- **Activity**
Copy each line of the entries below that contains the string "Clone".
○ ○ ○ ○ ○ ○ ○
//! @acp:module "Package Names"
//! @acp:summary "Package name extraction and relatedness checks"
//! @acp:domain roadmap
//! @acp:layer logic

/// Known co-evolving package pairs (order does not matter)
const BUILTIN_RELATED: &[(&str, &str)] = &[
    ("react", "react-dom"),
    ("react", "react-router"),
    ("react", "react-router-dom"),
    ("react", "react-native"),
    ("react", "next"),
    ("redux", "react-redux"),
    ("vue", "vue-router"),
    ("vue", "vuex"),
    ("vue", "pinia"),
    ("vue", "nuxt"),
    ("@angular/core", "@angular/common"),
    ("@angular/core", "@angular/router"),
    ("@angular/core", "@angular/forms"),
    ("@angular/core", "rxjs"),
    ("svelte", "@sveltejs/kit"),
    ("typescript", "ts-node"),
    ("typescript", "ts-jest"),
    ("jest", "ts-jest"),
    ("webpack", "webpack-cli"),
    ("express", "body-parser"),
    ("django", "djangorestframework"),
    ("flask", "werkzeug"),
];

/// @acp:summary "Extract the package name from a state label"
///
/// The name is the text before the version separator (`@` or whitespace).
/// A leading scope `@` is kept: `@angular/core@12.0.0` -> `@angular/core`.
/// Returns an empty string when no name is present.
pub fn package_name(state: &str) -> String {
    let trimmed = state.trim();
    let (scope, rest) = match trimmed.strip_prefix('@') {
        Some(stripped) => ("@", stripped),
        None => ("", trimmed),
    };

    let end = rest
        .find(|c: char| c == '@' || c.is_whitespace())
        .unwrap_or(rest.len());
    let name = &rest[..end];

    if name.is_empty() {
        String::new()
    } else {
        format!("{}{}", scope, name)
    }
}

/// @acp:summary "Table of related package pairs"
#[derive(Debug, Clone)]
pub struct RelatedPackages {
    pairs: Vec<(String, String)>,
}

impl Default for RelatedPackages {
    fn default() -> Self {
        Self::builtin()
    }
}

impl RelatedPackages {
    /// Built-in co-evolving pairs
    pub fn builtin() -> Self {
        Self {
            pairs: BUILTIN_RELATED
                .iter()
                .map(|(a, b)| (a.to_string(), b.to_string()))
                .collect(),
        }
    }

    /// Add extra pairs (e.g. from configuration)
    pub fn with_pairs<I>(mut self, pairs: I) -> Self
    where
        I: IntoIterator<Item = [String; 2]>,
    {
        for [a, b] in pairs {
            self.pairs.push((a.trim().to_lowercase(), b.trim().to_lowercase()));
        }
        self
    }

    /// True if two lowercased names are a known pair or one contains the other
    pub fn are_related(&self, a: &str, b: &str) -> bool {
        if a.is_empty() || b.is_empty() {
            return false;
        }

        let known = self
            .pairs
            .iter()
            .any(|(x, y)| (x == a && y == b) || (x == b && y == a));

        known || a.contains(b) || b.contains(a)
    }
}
○ ○ ○ ○ ○ ○ ○
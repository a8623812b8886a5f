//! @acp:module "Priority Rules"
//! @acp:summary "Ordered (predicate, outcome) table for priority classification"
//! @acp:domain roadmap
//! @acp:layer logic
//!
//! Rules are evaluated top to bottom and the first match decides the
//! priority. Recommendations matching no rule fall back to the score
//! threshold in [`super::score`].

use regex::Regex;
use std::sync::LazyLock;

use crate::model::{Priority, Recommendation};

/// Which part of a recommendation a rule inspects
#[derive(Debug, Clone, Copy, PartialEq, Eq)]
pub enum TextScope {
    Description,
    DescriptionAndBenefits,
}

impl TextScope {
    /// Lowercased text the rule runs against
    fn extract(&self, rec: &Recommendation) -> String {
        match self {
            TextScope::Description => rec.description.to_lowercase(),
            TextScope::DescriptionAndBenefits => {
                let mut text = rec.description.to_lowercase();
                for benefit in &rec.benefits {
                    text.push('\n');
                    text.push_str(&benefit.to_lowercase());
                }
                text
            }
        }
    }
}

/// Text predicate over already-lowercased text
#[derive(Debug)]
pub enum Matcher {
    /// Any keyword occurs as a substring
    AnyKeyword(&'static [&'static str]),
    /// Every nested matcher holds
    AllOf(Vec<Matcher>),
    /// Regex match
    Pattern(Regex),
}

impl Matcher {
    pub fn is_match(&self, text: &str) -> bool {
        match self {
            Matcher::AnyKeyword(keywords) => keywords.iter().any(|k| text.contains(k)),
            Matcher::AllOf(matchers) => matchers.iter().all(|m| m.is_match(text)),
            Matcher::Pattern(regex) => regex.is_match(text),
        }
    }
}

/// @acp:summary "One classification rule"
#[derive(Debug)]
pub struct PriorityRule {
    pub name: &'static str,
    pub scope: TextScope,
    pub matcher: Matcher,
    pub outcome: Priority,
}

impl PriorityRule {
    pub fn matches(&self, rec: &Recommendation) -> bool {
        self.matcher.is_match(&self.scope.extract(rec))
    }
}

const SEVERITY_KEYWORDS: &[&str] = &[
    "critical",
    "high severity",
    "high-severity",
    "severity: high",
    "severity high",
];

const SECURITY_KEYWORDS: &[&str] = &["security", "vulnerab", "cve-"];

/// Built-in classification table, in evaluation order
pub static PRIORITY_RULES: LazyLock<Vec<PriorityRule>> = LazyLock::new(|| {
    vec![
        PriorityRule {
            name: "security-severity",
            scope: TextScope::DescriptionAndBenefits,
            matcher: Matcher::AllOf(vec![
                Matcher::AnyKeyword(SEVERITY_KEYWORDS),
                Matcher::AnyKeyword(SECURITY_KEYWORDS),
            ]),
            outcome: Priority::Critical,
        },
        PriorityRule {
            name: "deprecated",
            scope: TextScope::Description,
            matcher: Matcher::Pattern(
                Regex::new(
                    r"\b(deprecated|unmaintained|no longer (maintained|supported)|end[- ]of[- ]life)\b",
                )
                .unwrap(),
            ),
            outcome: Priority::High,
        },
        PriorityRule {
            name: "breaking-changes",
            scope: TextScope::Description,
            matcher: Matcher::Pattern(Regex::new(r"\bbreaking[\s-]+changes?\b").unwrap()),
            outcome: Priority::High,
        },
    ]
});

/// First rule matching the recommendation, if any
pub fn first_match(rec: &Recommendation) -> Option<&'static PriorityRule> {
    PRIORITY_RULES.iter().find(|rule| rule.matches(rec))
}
○ ○ ○ ○ ○ ○ ○
- **Task solution**
#[derive(Debug, Clone)]
#[derive(Debug, Clone, Copy, PartialEq, Eq)]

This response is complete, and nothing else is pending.